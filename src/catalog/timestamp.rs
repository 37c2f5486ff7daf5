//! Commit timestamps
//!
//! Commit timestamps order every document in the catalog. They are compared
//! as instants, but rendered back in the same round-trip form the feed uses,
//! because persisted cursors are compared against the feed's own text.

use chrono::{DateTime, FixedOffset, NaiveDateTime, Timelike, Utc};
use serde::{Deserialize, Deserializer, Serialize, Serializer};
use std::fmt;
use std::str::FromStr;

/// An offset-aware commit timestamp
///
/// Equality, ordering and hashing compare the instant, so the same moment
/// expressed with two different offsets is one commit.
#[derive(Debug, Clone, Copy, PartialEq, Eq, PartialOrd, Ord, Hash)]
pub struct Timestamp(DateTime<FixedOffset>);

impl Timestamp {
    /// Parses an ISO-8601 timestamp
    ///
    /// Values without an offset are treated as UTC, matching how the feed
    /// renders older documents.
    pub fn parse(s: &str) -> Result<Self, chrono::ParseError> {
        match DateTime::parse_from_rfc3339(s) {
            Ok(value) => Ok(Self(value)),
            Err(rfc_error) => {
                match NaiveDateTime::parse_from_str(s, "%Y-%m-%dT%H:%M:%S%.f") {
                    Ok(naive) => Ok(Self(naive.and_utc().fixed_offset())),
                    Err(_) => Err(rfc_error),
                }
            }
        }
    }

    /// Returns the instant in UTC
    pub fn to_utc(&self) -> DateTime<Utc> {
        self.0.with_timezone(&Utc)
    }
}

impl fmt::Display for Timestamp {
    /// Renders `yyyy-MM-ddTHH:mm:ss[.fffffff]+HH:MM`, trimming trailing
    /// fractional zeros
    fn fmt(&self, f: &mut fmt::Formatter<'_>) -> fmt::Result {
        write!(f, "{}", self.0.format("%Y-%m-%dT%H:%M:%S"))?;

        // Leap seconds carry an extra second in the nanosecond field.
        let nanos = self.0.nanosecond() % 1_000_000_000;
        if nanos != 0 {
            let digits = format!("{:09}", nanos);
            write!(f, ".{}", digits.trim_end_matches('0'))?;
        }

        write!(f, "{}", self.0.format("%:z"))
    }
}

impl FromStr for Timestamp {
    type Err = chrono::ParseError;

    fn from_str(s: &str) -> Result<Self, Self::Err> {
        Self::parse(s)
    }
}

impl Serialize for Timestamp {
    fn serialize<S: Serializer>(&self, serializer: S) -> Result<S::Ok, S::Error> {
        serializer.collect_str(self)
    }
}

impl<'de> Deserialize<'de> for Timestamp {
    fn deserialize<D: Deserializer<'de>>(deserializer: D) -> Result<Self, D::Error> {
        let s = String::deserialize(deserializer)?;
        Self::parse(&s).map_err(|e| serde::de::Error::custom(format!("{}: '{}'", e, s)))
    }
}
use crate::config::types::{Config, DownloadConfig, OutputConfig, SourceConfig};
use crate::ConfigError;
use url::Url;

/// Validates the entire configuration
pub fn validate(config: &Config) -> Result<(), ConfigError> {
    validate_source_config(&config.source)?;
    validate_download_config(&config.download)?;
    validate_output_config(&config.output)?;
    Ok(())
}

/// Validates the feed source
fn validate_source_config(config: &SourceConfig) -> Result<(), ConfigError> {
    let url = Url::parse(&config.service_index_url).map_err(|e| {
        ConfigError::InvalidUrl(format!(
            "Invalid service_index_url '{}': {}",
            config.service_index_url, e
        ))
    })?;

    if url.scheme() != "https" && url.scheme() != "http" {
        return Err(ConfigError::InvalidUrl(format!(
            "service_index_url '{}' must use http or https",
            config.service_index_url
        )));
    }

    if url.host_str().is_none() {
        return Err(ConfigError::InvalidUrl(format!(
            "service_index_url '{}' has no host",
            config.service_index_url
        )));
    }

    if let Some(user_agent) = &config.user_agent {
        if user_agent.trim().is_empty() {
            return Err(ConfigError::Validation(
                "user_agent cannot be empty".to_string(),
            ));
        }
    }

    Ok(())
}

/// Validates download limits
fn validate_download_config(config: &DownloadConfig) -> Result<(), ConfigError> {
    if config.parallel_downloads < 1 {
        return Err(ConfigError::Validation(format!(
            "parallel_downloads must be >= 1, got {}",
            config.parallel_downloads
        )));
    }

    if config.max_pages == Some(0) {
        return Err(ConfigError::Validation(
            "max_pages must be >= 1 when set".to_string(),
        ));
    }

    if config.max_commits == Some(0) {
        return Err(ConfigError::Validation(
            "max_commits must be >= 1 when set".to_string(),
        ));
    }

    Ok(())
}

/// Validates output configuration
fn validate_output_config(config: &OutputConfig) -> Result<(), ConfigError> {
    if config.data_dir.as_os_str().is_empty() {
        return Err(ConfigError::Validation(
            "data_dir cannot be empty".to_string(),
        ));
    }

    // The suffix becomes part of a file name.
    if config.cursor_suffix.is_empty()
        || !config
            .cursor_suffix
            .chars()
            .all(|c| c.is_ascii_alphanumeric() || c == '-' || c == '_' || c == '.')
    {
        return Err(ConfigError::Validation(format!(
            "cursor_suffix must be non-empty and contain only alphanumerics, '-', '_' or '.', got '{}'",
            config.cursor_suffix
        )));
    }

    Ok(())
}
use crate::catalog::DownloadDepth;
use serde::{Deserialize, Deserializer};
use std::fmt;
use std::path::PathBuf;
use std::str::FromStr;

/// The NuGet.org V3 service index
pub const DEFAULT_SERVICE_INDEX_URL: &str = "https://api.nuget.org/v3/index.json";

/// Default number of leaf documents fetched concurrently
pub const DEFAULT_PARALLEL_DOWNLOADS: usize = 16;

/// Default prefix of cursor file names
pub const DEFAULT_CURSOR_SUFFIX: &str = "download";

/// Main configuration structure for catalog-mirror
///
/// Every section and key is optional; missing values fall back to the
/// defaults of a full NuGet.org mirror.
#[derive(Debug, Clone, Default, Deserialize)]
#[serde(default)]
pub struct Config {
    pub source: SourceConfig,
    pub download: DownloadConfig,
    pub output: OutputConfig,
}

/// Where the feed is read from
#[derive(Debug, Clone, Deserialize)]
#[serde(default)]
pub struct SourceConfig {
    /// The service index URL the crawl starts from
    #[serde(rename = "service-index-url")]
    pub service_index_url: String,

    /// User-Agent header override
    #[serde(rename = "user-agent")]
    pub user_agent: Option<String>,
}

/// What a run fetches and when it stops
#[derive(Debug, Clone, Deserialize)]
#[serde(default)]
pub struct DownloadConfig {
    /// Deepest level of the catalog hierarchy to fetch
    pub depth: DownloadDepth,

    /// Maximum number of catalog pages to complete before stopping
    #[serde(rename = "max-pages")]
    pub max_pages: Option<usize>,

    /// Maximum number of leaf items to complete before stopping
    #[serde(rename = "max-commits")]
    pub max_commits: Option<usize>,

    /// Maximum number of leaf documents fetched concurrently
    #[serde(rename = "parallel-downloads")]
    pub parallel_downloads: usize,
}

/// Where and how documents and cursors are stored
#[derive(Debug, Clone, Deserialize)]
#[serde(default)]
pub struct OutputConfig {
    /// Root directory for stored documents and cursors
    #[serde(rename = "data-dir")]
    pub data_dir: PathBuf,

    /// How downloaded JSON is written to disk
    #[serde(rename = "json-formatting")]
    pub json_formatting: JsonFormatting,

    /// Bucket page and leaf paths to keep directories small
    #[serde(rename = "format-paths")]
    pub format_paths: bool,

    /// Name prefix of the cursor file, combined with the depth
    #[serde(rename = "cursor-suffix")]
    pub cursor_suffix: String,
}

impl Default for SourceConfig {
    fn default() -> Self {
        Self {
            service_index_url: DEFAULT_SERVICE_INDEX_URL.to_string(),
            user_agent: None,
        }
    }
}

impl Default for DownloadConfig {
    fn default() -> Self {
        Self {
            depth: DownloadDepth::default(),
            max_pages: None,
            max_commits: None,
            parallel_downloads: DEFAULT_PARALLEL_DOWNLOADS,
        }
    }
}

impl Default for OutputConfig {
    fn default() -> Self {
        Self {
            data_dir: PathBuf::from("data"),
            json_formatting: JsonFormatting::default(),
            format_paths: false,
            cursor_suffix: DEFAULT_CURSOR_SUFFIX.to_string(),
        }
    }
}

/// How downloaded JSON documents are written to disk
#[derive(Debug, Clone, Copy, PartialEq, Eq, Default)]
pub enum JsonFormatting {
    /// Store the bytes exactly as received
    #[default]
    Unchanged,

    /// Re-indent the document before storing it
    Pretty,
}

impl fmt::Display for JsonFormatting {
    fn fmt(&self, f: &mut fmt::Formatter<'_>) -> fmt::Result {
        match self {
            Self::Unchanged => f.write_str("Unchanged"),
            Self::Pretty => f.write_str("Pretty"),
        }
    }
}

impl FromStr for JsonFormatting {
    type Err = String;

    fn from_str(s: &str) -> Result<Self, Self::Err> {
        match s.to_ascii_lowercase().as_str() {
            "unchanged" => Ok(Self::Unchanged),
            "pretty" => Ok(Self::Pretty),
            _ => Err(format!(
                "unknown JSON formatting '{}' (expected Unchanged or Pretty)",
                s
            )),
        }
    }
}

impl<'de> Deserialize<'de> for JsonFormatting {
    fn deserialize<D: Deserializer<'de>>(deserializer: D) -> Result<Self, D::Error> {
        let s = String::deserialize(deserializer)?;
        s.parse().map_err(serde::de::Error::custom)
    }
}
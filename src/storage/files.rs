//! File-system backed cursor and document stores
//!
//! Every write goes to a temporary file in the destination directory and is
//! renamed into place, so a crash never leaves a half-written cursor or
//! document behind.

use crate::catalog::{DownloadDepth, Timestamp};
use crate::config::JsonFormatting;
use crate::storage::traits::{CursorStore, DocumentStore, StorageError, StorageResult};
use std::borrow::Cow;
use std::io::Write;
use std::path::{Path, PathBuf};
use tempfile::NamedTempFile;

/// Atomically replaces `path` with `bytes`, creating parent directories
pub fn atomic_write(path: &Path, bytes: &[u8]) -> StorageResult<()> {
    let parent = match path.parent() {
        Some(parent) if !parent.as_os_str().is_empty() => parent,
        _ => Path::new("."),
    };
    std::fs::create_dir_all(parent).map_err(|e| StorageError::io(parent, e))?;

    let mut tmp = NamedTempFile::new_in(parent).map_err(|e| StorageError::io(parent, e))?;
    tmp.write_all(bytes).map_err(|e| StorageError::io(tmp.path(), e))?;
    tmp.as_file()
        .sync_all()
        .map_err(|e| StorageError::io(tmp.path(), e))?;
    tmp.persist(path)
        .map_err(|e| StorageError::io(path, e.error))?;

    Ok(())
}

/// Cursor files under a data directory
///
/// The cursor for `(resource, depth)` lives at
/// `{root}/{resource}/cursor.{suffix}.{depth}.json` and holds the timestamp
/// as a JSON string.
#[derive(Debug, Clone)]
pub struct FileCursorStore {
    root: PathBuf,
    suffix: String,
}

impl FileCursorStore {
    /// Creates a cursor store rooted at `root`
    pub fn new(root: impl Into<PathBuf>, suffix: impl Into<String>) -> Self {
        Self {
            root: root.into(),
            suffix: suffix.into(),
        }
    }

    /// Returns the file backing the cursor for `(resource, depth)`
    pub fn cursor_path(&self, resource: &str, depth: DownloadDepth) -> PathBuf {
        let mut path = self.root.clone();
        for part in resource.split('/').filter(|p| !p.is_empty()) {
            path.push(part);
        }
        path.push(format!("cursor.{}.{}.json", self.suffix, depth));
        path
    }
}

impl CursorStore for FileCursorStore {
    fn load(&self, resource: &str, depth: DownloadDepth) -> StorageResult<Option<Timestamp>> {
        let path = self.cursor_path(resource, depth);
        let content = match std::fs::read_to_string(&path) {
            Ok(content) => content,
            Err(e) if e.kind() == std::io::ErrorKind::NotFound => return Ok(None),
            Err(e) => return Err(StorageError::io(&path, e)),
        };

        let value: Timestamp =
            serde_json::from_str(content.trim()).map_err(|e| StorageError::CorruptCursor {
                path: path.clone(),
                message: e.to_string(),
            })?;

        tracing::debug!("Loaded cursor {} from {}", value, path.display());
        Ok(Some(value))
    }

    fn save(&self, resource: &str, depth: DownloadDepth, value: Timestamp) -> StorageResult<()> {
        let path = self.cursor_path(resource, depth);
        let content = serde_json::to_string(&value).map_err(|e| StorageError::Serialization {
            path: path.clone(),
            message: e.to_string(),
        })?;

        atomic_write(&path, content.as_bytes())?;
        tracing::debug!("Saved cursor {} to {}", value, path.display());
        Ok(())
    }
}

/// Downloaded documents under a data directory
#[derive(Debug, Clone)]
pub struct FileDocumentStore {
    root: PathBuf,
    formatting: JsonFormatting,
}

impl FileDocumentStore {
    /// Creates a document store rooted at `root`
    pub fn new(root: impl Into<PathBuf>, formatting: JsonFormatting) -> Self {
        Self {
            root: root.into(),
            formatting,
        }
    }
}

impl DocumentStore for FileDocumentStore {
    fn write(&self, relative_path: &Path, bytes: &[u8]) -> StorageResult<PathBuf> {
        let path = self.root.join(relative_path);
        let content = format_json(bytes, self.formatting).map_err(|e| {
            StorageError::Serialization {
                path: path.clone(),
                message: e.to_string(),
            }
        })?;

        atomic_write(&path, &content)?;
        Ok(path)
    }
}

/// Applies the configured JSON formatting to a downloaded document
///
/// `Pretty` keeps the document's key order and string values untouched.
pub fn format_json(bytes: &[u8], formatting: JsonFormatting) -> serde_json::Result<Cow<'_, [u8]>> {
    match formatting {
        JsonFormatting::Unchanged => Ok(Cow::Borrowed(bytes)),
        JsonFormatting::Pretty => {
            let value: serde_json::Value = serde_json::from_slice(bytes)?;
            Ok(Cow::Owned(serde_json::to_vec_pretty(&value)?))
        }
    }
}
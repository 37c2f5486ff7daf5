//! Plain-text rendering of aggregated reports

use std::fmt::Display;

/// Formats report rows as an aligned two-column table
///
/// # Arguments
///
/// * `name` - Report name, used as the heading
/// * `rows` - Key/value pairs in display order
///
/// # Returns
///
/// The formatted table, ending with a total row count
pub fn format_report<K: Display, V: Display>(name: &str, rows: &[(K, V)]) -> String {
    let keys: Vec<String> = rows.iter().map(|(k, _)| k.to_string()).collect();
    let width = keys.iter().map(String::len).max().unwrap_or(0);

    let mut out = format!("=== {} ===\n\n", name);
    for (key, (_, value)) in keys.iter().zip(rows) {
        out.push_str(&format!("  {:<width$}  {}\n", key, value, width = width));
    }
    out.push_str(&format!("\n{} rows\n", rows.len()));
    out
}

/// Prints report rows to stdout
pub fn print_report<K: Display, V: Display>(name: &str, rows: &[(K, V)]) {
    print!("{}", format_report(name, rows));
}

***

- [Exercise prompt] What is needed is a verbatim copy of every line in the records above from the one containing "atomic_write(&path, content.as_bytes())?;" down to the one containing "Creates a document", both included, and nothing more.

- [Output for this exercise]
        atomic_write(&path, content.as_bytes())?;
        tracing::debug!("Saved cursor {} to {}", value, path.display());
        Ok(())
    }
}

/// Downloaded documents under a data directory
#[derive(Debug, Clone)]
pub struct FileDocumentStore {
    root: PathBuf,
    formatting: JsonFormatting,
}

impl FileDocumentStore {
    /// Creates a document store rooted at `root`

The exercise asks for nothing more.